Segment Start: AVAILABLE DATA
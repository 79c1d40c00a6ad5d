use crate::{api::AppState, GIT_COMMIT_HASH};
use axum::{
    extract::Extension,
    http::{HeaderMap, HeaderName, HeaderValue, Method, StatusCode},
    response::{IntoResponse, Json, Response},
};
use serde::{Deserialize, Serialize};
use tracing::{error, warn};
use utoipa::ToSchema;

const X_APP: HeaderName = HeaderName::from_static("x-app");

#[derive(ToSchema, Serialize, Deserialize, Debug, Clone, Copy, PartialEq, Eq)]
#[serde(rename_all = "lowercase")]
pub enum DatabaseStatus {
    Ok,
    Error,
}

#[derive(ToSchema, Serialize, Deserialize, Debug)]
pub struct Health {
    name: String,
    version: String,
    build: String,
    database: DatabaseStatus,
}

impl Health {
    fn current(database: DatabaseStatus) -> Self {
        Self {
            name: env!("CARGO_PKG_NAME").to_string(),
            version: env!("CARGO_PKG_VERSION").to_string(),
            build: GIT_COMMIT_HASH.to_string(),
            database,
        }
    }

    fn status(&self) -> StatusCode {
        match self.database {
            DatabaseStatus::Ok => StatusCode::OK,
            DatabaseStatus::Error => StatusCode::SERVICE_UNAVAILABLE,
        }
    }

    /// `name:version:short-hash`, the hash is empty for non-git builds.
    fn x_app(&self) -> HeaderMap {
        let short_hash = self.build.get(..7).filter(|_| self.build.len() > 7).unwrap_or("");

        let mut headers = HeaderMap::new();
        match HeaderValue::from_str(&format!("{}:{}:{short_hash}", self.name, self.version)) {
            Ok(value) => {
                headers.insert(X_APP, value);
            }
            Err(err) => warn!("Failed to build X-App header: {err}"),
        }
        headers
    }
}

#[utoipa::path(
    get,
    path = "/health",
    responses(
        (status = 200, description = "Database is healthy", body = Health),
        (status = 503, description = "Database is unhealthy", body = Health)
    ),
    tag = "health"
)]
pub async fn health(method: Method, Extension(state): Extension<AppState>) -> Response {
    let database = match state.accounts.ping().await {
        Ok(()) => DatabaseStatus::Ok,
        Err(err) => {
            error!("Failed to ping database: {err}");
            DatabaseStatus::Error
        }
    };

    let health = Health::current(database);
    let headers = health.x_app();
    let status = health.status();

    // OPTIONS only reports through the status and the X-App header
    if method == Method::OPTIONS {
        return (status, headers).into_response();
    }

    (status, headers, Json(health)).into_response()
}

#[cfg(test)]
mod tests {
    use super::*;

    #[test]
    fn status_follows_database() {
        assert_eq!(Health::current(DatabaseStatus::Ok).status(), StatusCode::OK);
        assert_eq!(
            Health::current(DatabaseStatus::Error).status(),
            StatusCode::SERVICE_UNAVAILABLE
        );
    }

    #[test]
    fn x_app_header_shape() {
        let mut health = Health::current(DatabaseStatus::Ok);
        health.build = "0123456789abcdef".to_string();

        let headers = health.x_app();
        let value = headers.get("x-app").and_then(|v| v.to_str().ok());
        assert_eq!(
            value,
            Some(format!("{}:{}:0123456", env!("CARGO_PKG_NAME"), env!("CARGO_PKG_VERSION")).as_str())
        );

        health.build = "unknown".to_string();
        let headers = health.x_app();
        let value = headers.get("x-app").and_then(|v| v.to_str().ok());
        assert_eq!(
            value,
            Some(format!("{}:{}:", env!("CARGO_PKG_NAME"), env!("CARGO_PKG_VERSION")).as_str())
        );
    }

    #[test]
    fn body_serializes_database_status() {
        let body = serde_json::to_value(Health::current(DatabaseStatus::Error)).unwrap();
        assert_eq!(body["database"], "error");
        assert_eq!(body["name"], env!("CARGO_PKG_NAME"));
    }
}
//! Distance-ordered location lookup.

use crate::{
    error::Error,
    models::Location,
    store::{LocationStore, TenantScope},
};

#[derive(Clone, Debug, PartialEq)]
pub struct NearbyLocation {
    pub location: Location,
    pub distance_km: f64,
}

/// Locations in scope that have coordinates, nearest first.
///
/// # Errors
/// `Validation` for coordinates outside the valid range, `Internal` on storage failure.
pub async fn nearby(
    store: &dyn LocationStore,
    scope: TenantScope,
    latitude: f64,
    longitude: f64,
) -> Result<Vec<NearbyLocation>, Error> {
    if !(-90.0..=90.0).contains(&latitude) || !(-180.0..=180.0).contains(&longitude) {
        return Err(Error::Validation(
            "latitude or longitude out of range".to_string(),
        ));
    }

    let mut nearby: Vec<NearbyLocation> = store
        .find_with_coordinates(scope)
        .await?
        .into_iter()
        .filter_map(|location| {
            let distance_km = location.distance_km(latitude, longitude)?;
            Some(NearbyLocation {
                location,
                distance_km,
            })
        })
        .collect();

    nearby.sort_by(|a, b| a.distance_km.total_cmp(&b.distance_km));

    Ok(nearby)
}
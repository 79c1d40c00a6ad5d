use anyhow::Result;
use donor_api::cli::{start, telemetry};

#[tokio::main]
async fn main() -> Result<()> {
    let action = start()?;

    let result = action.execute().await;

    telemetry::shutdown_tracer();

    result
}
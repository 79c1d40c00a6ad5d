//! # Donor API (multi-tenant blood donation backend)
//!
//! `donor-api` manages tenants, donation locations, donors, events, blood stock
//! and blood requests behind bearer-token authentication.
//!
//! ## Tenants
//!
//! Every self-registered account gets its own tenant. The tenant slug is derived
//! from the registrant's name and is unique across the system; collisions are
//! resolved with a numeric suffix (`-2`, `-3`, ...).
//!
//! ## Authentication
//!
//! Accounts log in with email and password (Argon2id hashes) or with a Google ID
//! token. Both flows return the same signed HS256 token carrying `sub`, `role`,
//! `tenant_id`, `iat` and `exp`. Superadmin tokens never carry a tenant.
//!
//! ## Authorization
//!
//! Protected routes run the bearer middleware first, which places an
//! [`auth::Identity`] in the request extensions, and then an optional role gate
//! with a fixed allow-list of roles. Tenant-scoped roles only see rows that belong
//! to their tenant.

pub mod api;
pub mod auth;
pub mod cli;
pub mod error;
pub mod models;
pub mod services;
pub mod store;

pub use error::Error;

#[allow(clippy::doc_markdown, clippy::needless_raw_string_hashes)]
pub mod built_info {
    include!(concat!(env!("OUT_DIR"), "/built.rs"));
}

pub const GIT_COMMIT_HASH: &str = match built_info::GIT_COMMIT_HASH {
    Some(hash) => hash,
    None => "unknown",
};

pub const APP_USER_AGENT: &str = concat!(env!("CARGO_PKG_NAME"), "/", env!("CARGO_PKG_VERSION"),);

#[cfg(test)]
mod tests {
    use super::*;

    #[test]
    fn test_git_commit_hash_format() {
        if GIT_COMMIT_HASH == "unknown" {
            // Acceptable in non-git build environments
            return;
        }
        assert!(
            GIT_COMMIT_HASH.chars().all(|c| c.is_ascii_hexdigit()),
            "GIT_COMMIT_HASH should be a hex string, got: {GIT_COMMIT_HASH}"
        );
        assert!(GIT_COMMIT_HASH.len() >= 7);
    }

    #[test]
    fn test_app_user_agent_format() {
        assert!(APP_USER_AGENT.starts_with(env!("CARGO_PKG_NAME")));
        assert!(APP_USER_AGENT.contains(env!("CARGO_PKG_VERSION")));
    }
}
Segment End: AVAILABLE DATA
*PROBLEM TO WORK ON*: Your answer must be the lines above from the one containing "let action = start()?;" to the one containing "pub mod api;", both included, restated word for word.

*FINISHED TASK*:
    let action = start()?;

    let result = action.execute().await;

    telemetry::shutdown_tracer();

    result
}
repository 79c1d40c00a6ad5d
//! # Donor API (multi-tenant blood donation backend)
//!
//! `donor-api` manages tenants, donation locations, donors, events, blood stock
//! and blood requests behind bearer-token authentication.
//!
//! ## Tenants
//!
//! Every self-registered account gets its own tenant. The tenant slug is derived
//! from the registrant's name and is unique across the system; collisions are
//! resolved with a numeric suffix (`-2`, `-3`, ...).
//!
//! ## Authentication
//!
//! Accounts log in with email and password (Argon2id hashes) or with a Google ID
//! token. Both flows return the same signed HS256 token carrying `sub`, `role`,
//! `tenant_id`, `iat` and `exp`. Superadmin tokens never carry a tenant.
//!
//! ## Authorization
//!
//! Protected routes run the bearer middleware first, which places an
//! [`auth::Identity`] in the request extensions, and then an optional role gate
//! with a fixed allow-list of roles. Tenant-scoped roles only see rows that belong
//! to their tenant.

pub mod api;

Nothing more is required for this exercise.